In general, the proposed options include potentially reducing the number of operating beds by up to 173 beds, eliminating services and programs not required by law or regulation, and consolidating other programs and services. The biggest impact would be to reduce the hospital’s ability to serve people who need hospital-level care throughout the state. The reduction in bed capacity at OSH would exacerbate the existing pressure for access and service across the behavioral health continuum, as well as a reduction in workforce.
In addition, patients would no longer have access to valuable programs and services that help them fully prepare for safe and successful community integration. This would likely increase length of stay and further exacerbate capacity issues.
What comes next
At this stage, it’s important to remember that this exercise is simply a proposal. No decisions have been made yet. The next step is for Governor Brown to review each agency’s reduction options and evaluate their impacts.
On May 20 the Office of Economic Analysis will release its quarterly revenue forecast showing the anticipated impact of the current economic downturn on the state General Fund and Lottery Funds revenues. This will be the first revenue forecast incorporating the unprecedented impact on Oregon businesses from COVID-19 and the corresponding unemployment claims being filed by Oregon workers. While we do not know the precise impacts of the forecast, we do know it will reflect a significant drop in state revenues.
There are a lot of things that may happen after the forecast comes out that could impact the budget. State leaders may call for a special legislative session, and the Legislature may decide to use other mechanisms than General Fund to balance the budget. At the same time, the U.S. government may take action to support states through the federal Coronavirus Relief Funds.

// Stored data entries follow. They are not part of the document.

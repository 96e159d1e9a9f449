// error.rs
// Error type shared by setup, stepping and the runner

use thiserror::Error;

#[derive(Error, Debug)]
pub enum SimError {
    #[error("out of memory: {what} would exceed the hard cap of {cap}")]
    OutOfMemory { what: &'static str, cap: usize },

    #[error("degenerate geometry in panel '{panel}': {reason}")]
    GeometryDegenerate { panel: String, reason: String },

    #[error("consistency violation: {0}")]
    ConsistencyViolation(String),

    #[error("configuration error: {0}")]
    Config(String),

    #[error("unknown {kind} '{name}'")]
    UnknownName { kind: &'static str, name: String },

    #[error("I/O error: {0}")]
    Io(#[from] std::io::Error),

    #[error("TOML parse error: {0}")]
    Toml(#[from] toml::de::Error),

    #[error("JSON error: {0}")]
    Json(#[from] serde_json::Error),
}

pub type SimResult<T> = Result<T, SimError>;

impl SimError {
    pub fn config(msg: impl Into<String>) -> Self {
        SimError::Config(msg.into())
    }

    pub fn unknown(kind: &'static str, name: impl Into<String>) -> Self {
        SimError::UnknownName { kind, name: name.into() }
    }

    pub fn degenerate(panel: impl Into<String>, reason: impl Into<String>) -> Self {
        SimError::GeometryDegenerate { panel: panel.into(), reason: reason.into() }
    }
}
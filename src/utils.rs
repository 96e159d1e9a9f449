// utils.rs
// Vector helpers shared by the geometry, diffusion and reaction code

use rand::Rng;
use rand_distr::StandardNormal;
use ultraviolet::DVec3;

/// Positions are always 3-vectors; axes at or above `dim` stay zero.
pub type Vec3 = DVec3;

pub fn component(v: &Vec3, d: usize) -> f64 {
    match d {
        0 => v.x,
        1 => v.y,
        _ => v.z,
    }
}

pub fn component_mut(v: &mut Vec3, d: usize) -> &mut f64 {
    match d {
        0 => &mut v.x,
        1 => &mut v.y,
        _ => &mut v.z,
    }
}

pub fn from_array(a: [f64; 3]) -> Vec3 {
    Vec3::new(a[0], a[1], a[2])
}

pub fn to_array(v: Vec3) -> [f64; 3] {
    [v.x, v.y, v.z]
}

/// Zero every component at or above `dim`.
pub fn truncate(mut v: Vec3, dim: usize) -> Vec3 {
    for d in dim..3 {
        *component_mut(&mut v, d) = 0.0;
    }
    v
}

/// Uniformly distributed unit vector in the first `dim` axes.
pub fn random_unit_vector<R: Rng + ?Sized>(rng: &mut R, dim: usize) -> Vec3 {
    loop {
        let mut v = Vec3::zero();
        for d in 0..dim {
            *component_mut(&mut v, d) = rng.sample(StandardNormal);
        }
        let m = v.mag();
        if m > 1e-12 {
            return v / m;
        }
    }
}

/// Uniform point in the axis-aligned box `[low, high)` over the first `dim` axes.
pub fn random_in_box<R: Rng + ?Sized>(rng: &mut R, low: Vec3, high: Vec3, dim: usize) -> Vec3 {
    let mut p = Vec3::zero();
    for d in 0..dim {
        let lo = component(&low, d);
        let hi = component(&high, d);
        *component_mut(&mut p, d) = lo + (hi - lo) * rng.random::<f64>();
    }
    p
}

/// Two unit vectors completing `n` (assumed unit) to an orthonormal basis.
pub fn orthonormal_basis(n: Vec3) -> (Vec3, Vec3) {
    let helper = if n.x.abs() < 0.9 { Vec3::unit_x() } else { Vec3::unit_y() };
    let u = n.cross(helper).normalized();
    let v = n.cross(u);
    (u, v)
}

/// Volume of a `dim`-ball of radius `r` (length, area or volume).
pub fn ball_volume(dim: usize, r: f64) -> f64 {
    match dim {
        1 => 2.0 * r,
        2 => std::f64::consts::PI * r * r,
        _ => 4.0 / 3.0 * std::f64::consts::PI * r * r * r,
    }
}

Again, these reductions are not set in stone. Once reduction targets are set, we will work in collaboration with our community partners, the Legislature and our other stakeholders to develop implementation plans that do the least harm while meeting our financial obligations.
I understand that, even as an exercise, this news is very troubling, and could not come at a worse time as people struggle daily with loss, uncertainty, isolation, and a wide range of economic and personal stress. I share your concerns. These proposed options would be devastating if implemented and are antithetical to everything we’ve been trying to build. In these uncertain times, we need each other more than ever. We need a strong behavioral health system more than ever. I will do my best to keep you informed of the budget process and to help preserve and strengthen our ability to support people with behavioral health needs. It will take all of us working together to ensure we have a system of services and supports that meets the needs of all Oregonians.